Deux Antoine pour le prix d'un ... est-ce une affaire?

Collège de France: Cours &Séminaire du 22/03/2011
Volet I
 
À 16h25, je suis en salle Hallbwachs où le cours est retransmis en vidéo. Il y a encore beaucoup de places libres. Le temps que je m’installe, un écran fixe annonce Le masque et la plume du 5/2/1967 : “Sartre en question”, avec Michel Polac, François Châtelet, Jean-Pierre Faye et François Wahl. Que du beau monde, comme on dit.
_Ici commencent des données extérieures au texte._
// Copyright (c) 2024-2026 Martin Schröder <info@swedishembedded.com>
//
// SPDX-License-Identifier: Apache-2.0
//! Inline one-shot mode: a read-only question across one or more scopes,
//! answered once with no follow-up loop and no mutating tools.

use std::path::{Path, PathBuf};

use serde_json::Value;
use tracing::debug;

use ai_context::{
    collect_context, format_context_for_prompt, format_file_slice_for_prompt, read_file_slice,
};
use ai_model::{Item, OutputItem, ResponsesRequest, ToolDefinition};

use crate::engine::{Engine, ToolSession};
use crate::settings::resolve_model;

/// Tools available to inline mode; everything mutating is absent.
const INLINE_TOOLS: &[&str] = &["read_file", "glob", "search_content"];

/// One tool-free answer is expected within this many rounds.
const MAX_TOOL_ROUNDS: usize = 6;

const INLINE_SYSTEM_PROMPT: &str =
    "You are a terminal coding assistant in inline mode. Provide a single, self-contained \
     answer. You may use read-only tools (read_file, glob, search_content) to inspect the \
     repository. Do not ask follow-up questions, do not claim to have edited files or run \
     shell commands, and do not output patch or write instructions as if they were applied.";

/// A parsed inline invocation: leading existing paths become scopes, the
/// remaining words the prompt.
#[derive(Debug, Clone, PartialEq)]
pub struct InlinePromptRequest {
    pub prompt: String,
    pub scopes: Vec<PathBuf>,
}

/// Split `argv` into leading existing paths and the trailing prompt.
///
/// Returns `None` when the form does not apply (empty argv or any flag-like
/// argument); `Some(Err(_))` when paths were given but no prompt followed.
pub fn parse_inline_prompt(
    argv: &[String],
    cwd: &Path,
) -> Option<Result<InlinePromptRequest, String>> {
    if argv.is_empty() || argv.iter().any(|a| a.starts_with('-')) {
        return None;
    }

    let mut scopes: Vec<PathBuf> = Vec::new();
    let mut index = 0;
    while index < argv.len() {
        let expanded = shellexpand::tilde(&argv[index]).into_owned();
        let candidate = PathBuf::from(&expanded);
        let candidate = if candidate.is_absolute() {
            candidate
        } else {
            cwd.join(candidate)
        };
        if !candidate.exists() {
            break;
        }
        scopes.push(candidate.canonicalize().unwrap_or(candidate));
        index += 1;
    }

    let prompt = argv[index..].join(" ").trim().to_string();
    if prompt.is_empty() {
        if scopes.is_empty() {
            return Some(Err("Inline prompt cannot be empty.".into()));
        }
        return Some(Err(
            "Inline prompt cannot be empty. Provide a question after the paths.".into(),
        ));
    }
    Some(Ok(InlinePromptRequest { prompt, scopes }))
}

impl Engine {
    /// Answer a read-only one-shot question, optionally scoped to a set of
    /// files and directories.  Returns the process exit code.
    pub async fn run_inline(
        &mut self,
        prompt: &str,
        scopes: &[PathBuf],
    ) -> anyhow::Result<i32> {
        let raw_prompt = prompt.trim().to_string();
        if raw_prompt.is_empty() {
            self.renderer().display_error("Inline prompt cannot be empty.");
            return Ok(1);
        }
        self.renderer().display_user_prompt(&raw_prompt);

        let prompt_context = match self.build_inline_context(scopes) {
            Ok(context) => context,
            Err(message) => {
                self.renderer().display_error(&message);
                return Ok(1);
            }
        };

        let model_id = resolve_model(self.config(), None);
        let tools: Vec<ToolDefinition> = self
            .registry()
            .schemas()
            .into_iter()
            .filter(|s| INLINE_TOOLS.contains(&s.name.as_str()))
            .map(|s| ToolDefinition::function(s.name, s.description, s.parameters))
            .collect();

        let context_block = if prompt_context.is_empty() {
            "(no context collected)".to_string()
        } else {
            prompt_context
        };
        let mut conversation_items = vec![Item::user(format!(
            "Repository snapshot:\n{context_block}\n\nTask:\n{raw_prompt}\n\nInline mode: \
             read-only; answer once and exit."
        ))];

        let session = ToolSession::default();
        let workspace_root = self.workspace_root().to_path_buf();

        for round in 0..MAX_TOOL_ROUNDS {
            let request = ResponsesRequest::new(
                model_id.clone(),
                INLINE_SYSTEM_PROMPT,
                conversation_items.clone(),
            )
            .with_tools(tools.clone())
            .streaming();

            debug!(round, items = request.input.len(), "inline model request");
            let outcome = self.stream_turn(&request).await;

            if let Some(message) = outcome.error {
                self.renderer().display_error(&format!("Error: {message}"));
                return Ok(1);
            }
            if outcome.cancel.is_some() {
                self.renderer().display_info("\nInterrupted by user.");
                return Ok(130);
            }
            let Some(response) = outcome.response else {
                self.renderer()
                    .display_error("Error: stream ended without a final response");
                return Ok(1);
            };

            let mut tool_calls = 0usize;
            // (text, already streamed to the terminal)
            let mut assistant_messages: Vec<(String, bool)> = Vec::new();

            for output_item in response.output {
                match output_item {
                    OutputItem::Message { id, text } => {
                        let text = text.trim().to_string();
                        if text.is_empty() {
                            continue;
                        }
                        let streamed = id
                            .as_deref()
                            .is_some_and(|key| outcome.streamed_keys.contains(key));
                        conversation_items.push(Item::assistant(&text));
                        assistant_messages.push((text, streamed));
                    }
                    OutputItem::FunctionCall {
                        id,
                        call_id,
                        name,
                        arguments,
                    } => {
                        conversation_items.push(Item::function_call(
                            &call_id, &name, &arguments, id,
                        ));
                        let rt =
                            self.build_tool_runtime(&workspace_root, &session, &raw_prompt);
                        let reply = self
                            .registry()
                            .dispatch(&rt, &name, &Value::String(arguments))
                            .await;
                        conversation_items.push(Item::function_call_output(&call_id, &reply.text));
                        tool_calls += 1;
                    }
                    OutputItem::Reasoning(_) => {}
                }
            }

            if tool_calls > 0 {
                continue;
            }

            if let Some((text, streamed)) = assistant_messages.last() {
                if !streamed {
                    self.renderer().display_assistant_message(text);
                }
                return Ok(0);
            }
            self.renderer().display_error("Model returned no content.");
            return Ok(1);
        }

        self.renderer()
            .display_error("Inline mode exceeded tool call limit.");
        Ok(1)
    }

    /// Context for inline mode: the whole workspace when no scopes were
    /// given, otherwise one `## Scope:` section per path.
    fn build_inline_context(&self, scopes: &[PathBuf]) -> Result<String, String> {
        let repo_root = self.workspace_root().to_path_buf();
        let (max_bytes, read_limit) = self.context_limits();

        if scopes.is_empty() {
            let collected = collect_context(&repo_root, max_bytes, read_limit, false, None);
            return Ok(format_context_for_prompt(&collected));
        }

        let mut sections: Vec<String> = Vec::new();
        for scope in scopes {
            let resolved = scope.canonicalize().unwrap_or_else(|_| scope.clone());
            let Ok(relative) = resolved.strip_prefix(&repo_root) else {
                return Err("Inline scope must be inside the repository.".into());
            };
            if !resolved.exists() {
                return Err(format!("Inline scope not found: {}", resolved.display()));
            }

            let label = if relative.as_os_str().is_empty() {
                ".".to_string()
            } else {
                relative.to_string_lossy().into_owned()
            };
            sections.push(format!("## Scope: {label}"));

            if resolved.is_dir() {
                let collected = collect_context(&resolved, max_bytes, read_limit, true, None);
                sections.push(format_context_for_prompt(&collected));
            } else {
                let file_slice = read_file_slice(&resolved, 0, read_limit, max_bytes);
                sections.push(format_file_slice_for_prompt(&file_slice, Some(&repo_root)));
            }
        }
        Ok(sections
            .into_iter()
            .filter(|s| !s.is_empty())
            .collect::<Vec<_>>()
            .join("\n\n"))
    }
}

// ─── Unit tests ──────────────────────────────────────────────────────────────
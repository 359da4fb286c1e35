// Copyright (c) 2024-2026 Martin Schröder <info@swedishembedded.com>
//
// SPDX-License-Identifier: MIT
mod cli;

use std::path::{Path, PathBuf};
use std::process::{ExitCode, Stdio};
use std::sync::{Arc, Mutex};
use std::time::Duration;

use anyhow::Context;
use clap::Parser;
use tracing_subscriber::filter::EnvFilter;

use ai_config::{load_config, save_config, Config, DEFAULT_DOG_WHISTLE, DEFAULT_MODEL};
use ai_context::{
    format_file_slice_for_prompt, read_file_slice, DEFAULT_READ_LIMIT, MAX_READ_BYTES,
};
use ai_core::{build_engine_settings, parse_inline_prompt, Engine, NEW_CONVERSATION_TOKEN};
use ai_model::ResponsesClient;
use ai_render::{Renderer, TerminalRenderer};
use ai_sandbox::{format_command_result, run_sandboxed_bash, CommandRejected};
use ai_store::ConversationStore;

use cli::{detect_shell_invocation, parse_primary_flags, print_help, Cli, PrimaryFlag};

const INSTALL_SH_URL: &str = "https://raw.githubusercontent.com/ai-cli/ai/main/install.sh";

#[tokio::main]
async fn main() -> ExitCode {
    let args: Vec<String> = std::env::args().skip(1).collect();
    let code = match run(args).await {
        Ok(code) => code,
        Err(e) => {
            eprintln!("Error: {e:#}");
            1
        }
    };
    // Exit via ExitCode so destructors (terminal attribute restore) run.
    ExitCode::from(code.clamp(0, 255) as u8)
}

async fn run(args: Vec<String>) -> anyhow::Result<i32> {
    let renderer = Arc::new(TerminalRenderer::new());

    // Primary flags short-circuit everything else.
    match parse_primary_flags(&args) {
        Err(message) => {
            renderer.display_error(&message);
            return Ok(1);
        }
        Ok(Some(PrimaryFlag::Help)) => {
            print_help();
            return Ok(0);
        }
        Ok(Some(PrimaryFlag::Version)) => {
            renderer.display_info(env!("CARGO_PKG_VERSION"));
            return Ok(0);
        }
        Ok(Some(PrimaryFlag::Upgrade)) => {
            return run_upgrade(renderer.as_ref()).await;
        }
        Ok(None) => {}
    }

    // Immediate sandboxed shell: `ai '!cmd …'` / `ai PATH '!cmd …'`.
    if let Some((command, scope)) = detect_shell_invocation(&args) {
        let command = command.trim().to_string();
        if command.is_empty() {
            renderer.display_error("Shell command cannot be empty.");
            return Ok(1);
        }
        renderer.display_user_prompt(&format!("!{command}"));
        return run_shell_command(renderer.as_ref(), &command, scope.as_deref()).await;
    }

    let parsed = Cli::try_parse_from(std::iter::once("ai".to_string()).chain(args.clone()));
    let parsed = match parsed {
        Ok(parsed) => parsed,
        Err(e) => {
            renderer.display_error(&e.to_string());
            return Ok(1);
        }
    };

    init_logging(parsed.debug.as_deref(), renderer.as_ref());

    let mut config = load_config();

    if let Some(read_path) = &parsed.read {
        return show_file_slice(
            renderer.as_ref(),
            &config,
            read_path,
            parsed.offset,
            parsed.limit,
            parsed.max_bytes,
        );
    }

    bootstrap_config(renderer.as_ref(), &mut config)?;

    let settings = build_engine_settings(&config)?;
    let client = Arc::new(ResponsesClient::new(settings.api_key.clone()));
    let workspace_root = std::env::current_dir()
        .context("resolving working directory")?
        .canonicalize()
        .context("resolving working directory")?;
    let store = ConversationStore::open(&workspace_root);
    let mut engine = Engine::new(renderer.clone(), client, config, settings)
        .with_workspace_root(workspace_root.clone())
        .with_store(store);

    if parsed.rest.is_empty() {
        return interactive_session(renderer.as_ref(), &mut engine).await;
    }

    // Several scope paths before the prompt select inline one-shot mode; a
    // missing prompt after paths is reported here too.
    match parse_inline_prompt(&parsed.rest, &workspace_root) {
        Some(Err(message)) => {
            renderer.display_error(&message);
            return Ok(1);
        }
        Some(Ok(request)) if request.scopes.len() >= 2 => {
            return engine.run_inline(&request.prompt, &request.scopes).await;
        }
        _ => {}
    }

    // `ai PATH "prompt…"` — an existing path selects edit mode (file) or a
    // scoped conversation (directory); otherwise the whole argv is the prompt.
    let first = shellexpand::tilde(&parsed.rest[0]).into_owned();
    let first_path = Path::new(&first);
    if first_path.exists() && parsed.rest.len() > 1 {
        let prompt = parsed.rest[1..].join(" ");
        if first_path.is_file() {
            return run_edit_with_unlock(renderer.as_ref(), &mut engine, &first, &prompt).await;
        }
        return engine.run_conversation(&prompt, Some(&first), true).await;
    }

    let prompt = parsed.rest.join(" ");
    engine.run_conversation(&prompt, None, true).await
}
Leur échange est en bruit de fond.
 
J’ai eu Châtelet comme prof en classe de Spéciales, année scolaire 1962-63, à Louis-le-Grand. Réputation de grand professeur et d’alcoolique. J’ignore pourquoi il avait accepté cette heure hebdomadaire de philosophie qui n’en était pas une, devant un public peu concerné mais nombreux, nous étions 52 ou 56, je ne sais plus, dans cette classe. Autres temps. J’ai gardé le souvenir d’une tête de lion et d’une voix plutôt douce. C’était une conversation à sens unique et à bâtons rompus, dans mon souvenir, sans aspérités et qui ne m’a sur le fond laissé aucune trace.
 
Ça cause de Sartre, dans le poste. Antoine Compagnon arrive, se pose, et attend. Il a ses notes, qu’il tapote, et à sa droite, un ordinateur portable, ouvert, auquel il jette un œil. On dirait qu’il cherche une contenance, mains jointes, sourire, les lunettes très en avant sur le nez. Ça cause toujours. Un air soucieux lui vient, impatience? Il remonte ses chaussettes, se gratte derrière l’oreille droite, attend encore un peu, puis tend le bras vers l’ordinateur et coupe le son. En fait, c’était lui le maître du temps. Il est 16h35.
 
Il dit deux mots du cours précédent, hostilité de Foucault envers Sartre jusqu’en 1966 ... Je n’en étais pas, distanciation, terra incognita ... On lui a écrit depuis la semaine dernière. Pour lui reprocher une progression dont l’étape N n’ouvre aucune perspective sur ce que sera l’étape N+1. Il assume, work in progress, travail en cours, lui non plus ne sait pas en N de quoi N+1 sera  fait. Plus ou moins convaincant, sans doute en partie vrai, mais en partie seulement. Autre critique qu’il a reçue: la science n’aurait pas la place qu’elle mérite dans ce survol de l’an 66. Il fait vaguement amende honorable et s’abrite mollement de quelques références qu’il aurait faites  et que peut-être du coup il refait à Jacques Monod et François Jacob.
 
Une allusion passe à Simone de Beauvoir pour Les belles images et à Aragon pour Blanche ou l’oubli, dont il a précédemment parlé. Ma voisine de droite a le volume sur les genoux en édition de poche. Jamais lu. À faire. Il dit: “65-66, c’est l’année de la mort de l’homme et de l’antihumanisme théorique, avec Althusser”. Il dit: “Althusser et Foucault ont remplacé Sartre”. Il dit aussi qu’il va parler de l’UEC  (Union des Étudiants Communistes). Puis revient à Althusser pour annoncer que le cours du jour va s’intéresser à ses relations avec Jacques Lacan. Association étrange. Ils s’échangent des étudiants. C’est Althusser qui a envoyé Jacques-Alain Miller à Lacan. Là, en 66, c’est la troisième année à Ulm du séminaire de Lacan, réfugié à l’ENS à la suite de ses conflits avec les instances freudiennes. Althusser et Levi-Strauss assisteront à une ou deux séances du séminaire. Ils trouveront ça incompréhensible, ce qui ne semble pas les empêcher de soutenir l’abscons pérorant. Me rappelle ma grand-mère et son jugement sur les hommes politiques: “On sait pas ce qu’ils disent, mais ils parlent bien”. Levi-Strauss, fort de son expérience d’ethnologue, a retrouvé là quelques caractéristiques des pratiques chamanistes.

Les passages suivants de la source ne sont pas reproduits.